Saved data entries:
━━━━━━━━━━━━━━━━

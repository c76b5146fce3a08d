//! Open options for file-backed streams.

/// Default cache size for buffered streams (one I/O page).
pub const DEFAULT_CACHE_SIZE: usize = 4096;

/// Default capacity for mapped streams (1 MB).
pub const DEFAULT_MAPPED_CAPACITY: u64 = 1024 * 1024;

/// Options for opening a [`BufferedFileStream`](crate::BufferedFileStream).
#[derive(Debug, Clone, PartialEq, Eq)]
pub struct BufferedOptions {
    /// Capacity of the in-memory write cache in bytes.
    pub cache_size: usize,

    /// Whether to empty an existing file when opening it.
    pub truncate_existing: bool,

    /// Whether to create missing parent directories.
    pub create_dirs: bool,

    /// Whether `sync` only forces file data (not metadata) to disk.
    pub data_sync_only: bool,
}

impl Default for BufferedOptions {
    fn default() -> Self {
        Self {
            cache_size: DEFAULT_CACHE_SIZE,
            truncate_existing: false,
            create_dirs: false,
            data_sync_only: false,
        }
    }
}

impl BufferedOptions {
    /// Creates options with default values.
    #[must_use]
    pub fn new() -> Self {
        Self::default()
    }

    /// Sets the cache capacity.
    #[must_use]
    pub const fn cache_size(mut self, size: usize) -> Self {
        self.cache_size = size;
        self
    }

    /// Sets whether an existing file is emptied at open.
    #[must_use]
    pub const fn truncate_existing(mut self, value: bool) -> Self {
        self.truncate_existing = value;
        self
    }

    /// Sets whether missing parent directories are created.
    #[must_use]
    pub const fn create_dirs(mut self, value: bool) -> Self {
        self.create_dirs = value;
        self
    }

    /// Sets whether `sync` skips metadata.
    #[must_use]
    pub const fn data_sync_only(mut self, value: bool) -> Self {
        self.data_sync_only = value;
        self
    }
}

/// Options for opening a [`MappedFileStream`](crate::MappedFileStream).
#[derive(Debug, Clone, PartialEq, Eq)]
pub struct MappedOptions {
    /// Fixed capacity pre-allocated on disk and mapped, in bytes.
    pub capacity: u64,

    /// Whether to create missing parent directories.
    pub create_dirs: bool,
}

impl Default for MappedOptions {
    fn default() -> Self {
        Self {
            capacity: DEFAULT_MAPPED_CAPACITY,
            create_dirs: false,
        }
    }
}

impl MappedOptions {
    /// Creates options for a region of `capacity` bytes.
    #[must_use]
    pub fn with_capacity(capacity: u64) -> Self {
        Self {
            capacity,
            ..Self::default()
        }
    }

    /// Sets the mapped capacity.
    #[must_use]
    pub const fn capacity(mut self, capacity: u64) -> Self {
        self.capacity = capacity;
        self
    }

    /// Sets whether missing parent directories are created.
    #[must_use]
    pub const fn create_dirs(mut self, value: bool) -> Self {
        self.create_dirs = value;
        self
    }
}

━━━━━━━━━━━━━━━━

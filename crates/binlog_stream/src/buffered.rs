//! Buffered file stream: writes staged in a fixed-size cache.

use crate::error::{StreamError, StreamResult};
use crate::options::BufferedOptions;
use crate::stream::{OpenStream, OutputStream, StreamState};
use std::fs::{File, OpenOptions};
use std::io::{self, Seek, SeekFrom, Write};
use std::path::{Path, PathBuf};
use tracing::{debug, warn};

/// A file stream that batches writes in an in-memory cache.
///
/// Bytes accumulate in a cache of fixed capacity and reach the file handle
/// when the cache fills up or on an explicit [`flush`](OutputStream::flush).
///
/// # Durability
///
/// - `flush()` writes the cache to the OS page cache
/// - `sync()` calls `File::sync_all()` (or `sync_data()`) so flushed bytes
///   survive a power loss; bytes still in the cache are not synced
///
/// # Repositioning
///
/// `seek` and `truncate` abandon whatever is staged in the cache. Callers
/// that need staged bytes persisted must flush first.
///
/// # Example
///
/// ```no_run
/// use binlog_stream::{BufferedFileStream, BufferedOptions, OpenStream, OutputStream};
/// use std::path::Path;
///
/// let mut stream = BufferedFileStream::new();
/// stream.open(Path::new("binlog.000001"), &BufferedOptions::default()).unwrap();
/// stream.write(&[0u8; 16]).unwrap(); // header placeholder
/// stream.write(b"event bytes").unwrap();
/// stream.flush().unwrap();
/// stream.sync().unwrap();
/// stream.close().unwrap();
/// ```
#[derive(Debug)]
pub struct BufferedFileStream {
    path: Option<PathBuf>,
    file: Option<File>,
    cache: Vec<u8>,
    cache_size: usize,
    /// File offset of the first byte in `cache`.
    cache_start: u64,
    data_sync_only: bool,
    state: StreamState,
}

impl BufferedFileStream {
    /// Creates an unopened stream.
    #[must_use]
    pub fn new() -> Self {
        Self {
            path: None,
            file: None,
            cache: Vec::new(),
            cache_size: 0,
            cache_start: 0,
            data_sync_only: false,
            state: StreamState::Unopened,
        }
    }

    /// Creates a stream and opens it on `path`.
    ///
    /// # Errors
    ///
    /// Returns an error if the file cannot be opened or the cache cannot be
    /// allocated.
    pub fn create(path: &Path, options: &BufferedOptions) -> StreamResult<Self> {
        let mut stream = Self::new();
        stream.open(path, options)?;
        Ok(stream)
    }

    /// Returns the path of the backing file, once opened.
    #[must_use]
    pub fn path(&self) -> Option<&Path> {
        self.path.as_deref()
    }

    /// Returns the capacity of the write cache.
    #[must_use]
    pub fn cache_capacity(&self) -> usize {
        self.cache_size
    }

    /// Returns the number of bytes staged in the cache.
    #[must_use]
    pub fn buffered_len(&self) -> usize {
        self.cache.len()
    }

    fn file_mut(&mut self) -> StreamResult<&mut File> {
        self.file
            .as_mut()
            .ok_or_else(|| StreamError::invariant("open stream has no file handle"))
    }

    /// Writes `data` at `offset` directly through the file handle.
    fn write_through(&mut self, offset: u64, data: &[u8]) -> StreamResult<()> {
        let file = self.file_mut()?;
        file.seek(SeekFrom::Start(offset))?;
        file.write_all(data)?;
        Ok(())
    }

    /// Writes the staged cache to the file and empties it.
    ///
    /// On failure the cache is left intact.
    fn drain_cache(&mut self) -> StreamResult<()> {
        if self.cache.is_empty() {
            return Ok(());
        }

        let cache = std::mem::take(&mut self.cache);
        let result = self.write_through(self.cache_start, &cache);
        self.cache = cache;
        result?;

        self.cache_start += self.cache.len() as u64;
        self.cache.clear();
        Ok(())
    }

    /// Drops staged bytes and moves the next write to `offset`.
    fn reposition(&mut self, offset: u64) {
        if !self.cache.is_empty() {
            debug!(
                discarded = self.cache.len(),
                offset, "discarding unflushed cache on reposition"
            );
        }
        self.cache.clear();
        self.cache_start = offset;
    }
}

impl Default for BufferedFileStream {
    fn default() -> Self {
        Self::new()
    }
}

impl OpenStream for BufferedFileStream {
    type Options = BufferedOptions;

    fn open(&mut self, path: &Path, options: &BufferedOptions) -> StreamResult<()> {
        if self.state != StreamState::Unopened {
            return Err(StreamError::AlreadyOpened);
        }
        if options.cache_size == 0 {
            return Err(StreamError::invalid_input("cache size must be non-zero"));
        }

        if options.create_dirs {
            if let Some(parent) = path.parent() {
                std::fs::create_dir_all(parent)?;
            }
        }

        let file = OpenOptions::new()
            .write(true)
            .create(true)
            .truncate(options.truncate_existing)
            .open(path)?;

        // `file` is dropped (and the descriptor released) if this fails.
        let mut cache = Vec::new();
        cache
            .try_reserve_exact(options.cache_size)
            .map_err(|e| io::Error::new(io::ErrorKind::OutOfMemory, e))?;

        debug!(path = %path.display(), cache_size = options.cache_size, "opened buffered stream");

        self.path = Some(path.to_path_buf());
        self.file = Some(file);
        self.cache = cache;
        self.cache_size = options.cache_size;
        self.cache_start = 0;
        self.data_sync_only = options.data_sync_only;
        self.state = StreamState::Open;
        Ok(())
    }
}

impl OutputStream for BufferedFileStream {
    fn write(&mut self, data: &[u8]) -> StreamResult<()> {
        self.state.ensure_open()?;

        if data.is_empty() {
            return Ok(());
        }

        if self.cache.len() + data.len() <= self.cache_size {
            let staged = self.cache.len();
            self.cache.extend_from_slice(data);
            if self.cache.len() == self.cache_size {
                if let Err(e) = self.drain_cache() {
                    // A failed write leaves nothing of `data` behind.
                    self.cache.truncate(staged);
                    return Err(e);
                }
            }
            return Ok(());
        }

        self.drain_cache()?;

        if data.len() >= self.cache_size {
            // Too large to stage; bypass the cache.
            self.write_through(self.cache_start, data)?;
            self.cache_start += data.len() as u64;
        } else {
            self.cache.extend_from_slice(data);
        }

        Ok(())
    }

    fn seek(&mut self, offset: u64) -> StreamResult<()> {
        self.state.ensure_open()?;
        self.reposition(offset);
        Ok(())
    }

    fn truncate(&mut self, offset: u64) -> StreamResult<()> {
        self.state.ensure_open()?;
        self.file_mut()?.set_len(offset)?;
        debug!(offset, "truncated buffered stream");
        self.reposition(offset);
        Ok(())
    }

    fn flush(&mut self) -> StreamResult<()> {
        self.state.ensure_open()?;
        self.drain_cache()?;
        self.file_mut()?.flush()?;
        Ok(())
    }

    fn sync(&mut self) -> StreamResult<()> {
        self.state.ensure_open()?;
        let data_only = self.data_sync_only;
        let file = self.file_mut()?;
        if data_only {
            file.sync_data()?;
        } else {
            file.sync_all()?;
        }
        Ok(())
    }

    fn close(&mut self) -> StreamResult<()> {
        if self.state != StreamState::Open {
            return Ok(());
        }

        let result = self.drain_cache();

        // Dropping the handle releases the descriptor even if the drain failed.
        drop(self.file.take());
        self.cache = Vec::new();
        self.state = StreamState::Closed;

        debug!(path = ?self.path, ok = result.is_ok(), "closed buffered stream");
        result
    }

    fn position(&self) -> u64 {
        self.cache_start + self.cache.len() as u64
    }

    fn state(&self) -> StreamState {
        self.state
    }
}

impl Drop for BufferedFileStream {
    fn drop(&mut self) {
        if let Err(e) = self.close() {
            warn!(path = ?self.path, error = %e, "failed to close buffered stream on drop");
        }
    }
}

━━━━━━━━━━━━━━━━

What to produce: Read the entries above, then pull out the lines that include "usize".

Response area:
pub const DEFAULT_CACHE_SIZE: usize = 4096;
    pub cache_size: usize,
    pub const fn cache_size(mut self, size: usize) -> Self {
    cache_size: usize,
    pub fn cache_capacity(&self) -> usize {
    pub fn buffered_len(&self) -> usize {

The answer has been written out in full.